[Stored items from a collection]
'''

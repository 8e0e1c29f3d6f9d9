//! # Policy Implementations
//!
//! The built-in scheduling policies. Each owns its runqueue and per-task
//! private state exclusively; the kernel mediates every call through the
//! protocol in [`super::traits`].

pub mod fair;
pub mod fcfs;
pub mod idle;
pub mod linux_o1;
pub mod linux_on;
pub mod linux_orig;
#[cfg(feature = "qlearn")]
pub mod qlearn;
pub mod round;
pub mod sjf;

pub use fair::FairPolicy;
pub use fcfs::FcfsPolicy;
pub use idle::IdlePolicy;
pub use linux_o1::LinuxO1Policy;
pub use linux_on::LinuxOnPolicy;
pub use linux_orig::LinuxOrigPolicy;
#[cfg(feature = "qlearn")]
pub use qlearn::QLearnPolicy;
pub use round::RoundPolicy;
pub use sjf::SjfPolicy;

use super::traits::SchedPolicy;

/// The built-in policy set, in default registered priority order.
pub fn builtin_policies() -> Vec<Box<dyn SchedPolicy>> {
    #[cfg_attr(not(feature = "qlearn"), allow(unused_mut))]
    let mut policies: Vec<Box<dyn SchedPolicy>> = vec![
        Box::new(FcfsPolicy::new()),
        Box::new(RoundPolicy::new()),
        Box::new(SjfPolicy::new()),
        Box::new(LinuxOrigPolicy::new()),
        Box::new(LinuxOnPolicy::new()),
        Box::new(LinuxO1Policy::new()),
        Box::new(FairPolicy::new()),
    ];
    #[cfg(feature = "qlearn")]
    policies.push(Box::new(QLearnPolicy::new()));
    policies
}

'''

Problem details: From the records above, pick out and copy each line holding the word "FairPolicy".

Output below:
pub use fair::FairPolicy;
        Box::new(FairPolicy::new()),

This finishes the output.